Wellesley council is considering increasing the number of off-farm employees eligible to work on a farm shop from two to five, part of a housekeeping zoning bylaw amendment brought forward by planner Geoff VanderBaaren at a public meeting Tuesday.

“There are quite a few tweaks and changes to the definitions that are in the bylaw,” VanderBaaren said. “There are a number of general provisions that we are proposing to change. There are changes to the regulations around the on farm business uses, as well as I’m proposing to add two new residential zones in the bylaw.”

The increase to five off-farm employees is based on the fact septic systems for farm shops are designed to accommodate five people. It’s also based off a survey done in the township of local businesses this year.

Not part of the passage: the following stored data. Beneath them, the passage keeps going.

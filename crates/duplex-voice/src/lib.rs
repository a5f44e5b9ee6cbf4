//! # Duplex Voice - Real-time Voice Sessions
//!
//! Streams microphone audio (and optional camera snapshots) to a live
//! conversational service while playing its spoken replies back gaplessly,
//! with barge-in, local voice activity detection, an alternate local voice
//! and session recording.
//!
//! ## Architecture
//!
//! ```text
//! ┌──────────────────────────────────────────────────────────────────┐
//! │                       Session Event Loop                          │
//! │  ┌──────────────┐   ┌──────────────┐   ┌──────────────────┐      │
//! │  │   Capture    │ → │   Uplink     │ → │  Live Channel    │      │
//! │  │ (cpal, cam)  │   │ (PCM / JPEG) │   │ (tungstenite)    │      │
//! │  └──────────────┘   └──────────────┘   └──────────────────┘      │
//! │     ↓       ↓                                   ↓                │
//! │  ┌──────┐ ┌──────────┐   ┌──────────────┐  ┌──────────────┐      │
//! │  │ VAD  │ │ Recorder │   │ Voice Path   │← │  Inbound     │      │
//! │  │(RMS) │ │ (hound)  │   │ native / alt │  │  events      │      │
//! │  └──────┘ └──────────┘   └──────────────┘  └──────────────┘      │
//! │                                ↓                 ↓ Interrupted   │
//! │  ┌──────────────┐   ┌──────────────────┐  ┌──────────────┐       │
//! │  │  Audio Out   │ ← │ Downlink         │← │ Interruption │       │
//! │  │   (rodio)    │   │ Scheduler        │  │   Handler    │       │
//! │  └──────────────┘   └──────────────────┘  └──────────────┘       │
//! └──────────────────────────────────────────────────────────────────┘
//! ```
//!
//! Start a session with [`LiveSession::start`] and control it through the
//! returned [`SessionHandle`].

pub mod capture;
pub mod channel;
pub mod config;
pub mod decode;
pub mod encoder;
pub mod error;
pub mod events;
pub mod interruption;
pub mod lifecycle;
pub mod output;
pub mod protocol;
pub mod recording;
pub mod scheduler;
pub mod session;
pub mod synthesis;
pub mod vad;
pub mod voice_path;

pub use capture::{
    AudioFrame, CaptureBackend, CaptureHandle, CaptureManager, CpalCaptureBackend, DeviceStream,
    FrameSink, VideoSnapshot, VideoSource,
};
pub use channel::{
    AudioPayload, ChannelConfig, ChannelConnector, InboundEvent, InboundSink, LiveConnector,
    SessionChannel, Speaker,
};
pub use config::{
    AlternateVoiceConfig, CaptureConstraints, LiveConfig, PlaybackConfig, RecordingConfig,
    ResponseModality, SessionConfig, VadConfig,
};
pub use decode::{DecodedAudio, PayloadDecoder, Pcm16Decoder};
pub use encoder::{TransportChunk, UplinkEncoder};
pub use error::{ErrorSeverity, SessionError, SessionResult};
pub use events::{SessionCallbacks, SessionEvent, TeardownReason, TranscriptEvent};
pub use interruption::{InterruptionHandler, InterruptionReport};
pub use lifecycle::{LiveSession, SessionDeps, SessionHandle};
pub use output::RodioOutput;
pub use recording::{RecordedFrame, Recorder, RecordingArtifact, RecordingMetadata};
pub use scheduler::{DownlinkScheduler, EntryId, OutputDevice, PlaybackRegistry, PlayingSource};
pub use session::{Session, SessionGate, SessionState};
pub use synthesis::{HttpSynthesisBackend, SynthesisBackend, VoiceParams};
pub use vad::{VadDetector, VadTransition};
pub use voice_path::{VoicePath, VoicePathSelector};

The report says the limit of two off-farm employees can cause health and safety issues. They’re suggesting to keep the maximum size of any farm shop to 6,000 square feet, which will ensure they remain secondary to farming operations.

“I’m not sure five is the right number, but I’m certainly sure we should be flexible on that,” Mayor Joe Nowak said.

There would continue to be no limit on the number of employees who live on the property permanently working on farm-related operations.

“We’re talking about increasing non-family employees from two to five. These are almost factories now if you’ve got four sons and five employees. Shouldn’t they be in an industrial area?” Coun. Carl Smit asked.

They’re looking to change the definition of a farm-related occupation from “a trade, occupation or service which is located on a parcel of land having an area of not less than eight hectares (20 acres), as a use clearly secondary to the main use of farming, and which is minor in nature compared to the farming operation” to “a trade, occupation or service which is located on a parcel of land, as a use clearly secondary to the ongoing farm operation and whose owner is eligible for farm business registration.”

Staff says the reason for the change would be because requiring a minimum of 20 acres to be a farm property doesn’t recognize all the undersized lots where agricultural operations are already happening, and they want to permit other on-farm occupations to give farmers a way to supplement their income.

Staff also suggested they allow farm shops to sell products related to what they produce. For example, a shop could sell fasteners for siding if they manufacture siding.

They’re proposing people who work out of their homes, like hairdressers or bookkeepers, be permitted one small sign on their property, which doesn’t have to be attached to their home. The maximum size would be 5.4 square feet.

The proposed new residential zones are ‘urban residential two,’ which would allow for additional medium density residential type use (townhouses, semi-detached, triplex and fourplex dwellings). The proposed new ‘urban residential three’ zone would allow for apartment uses only.

VanderBaaren’s proposing they add a definition for drive-throughs and dry cleaners, since neither are under the current bylaw.

Many of the other proposed changes in the report are just wording changes, and simplified definitions. VanderBaaren said they decided to amend them now because otherwise they have to come to council to ask for an amendment, every time there’s a typo.

Councillors deferred the amendment to give themselves time to review the proposed changes.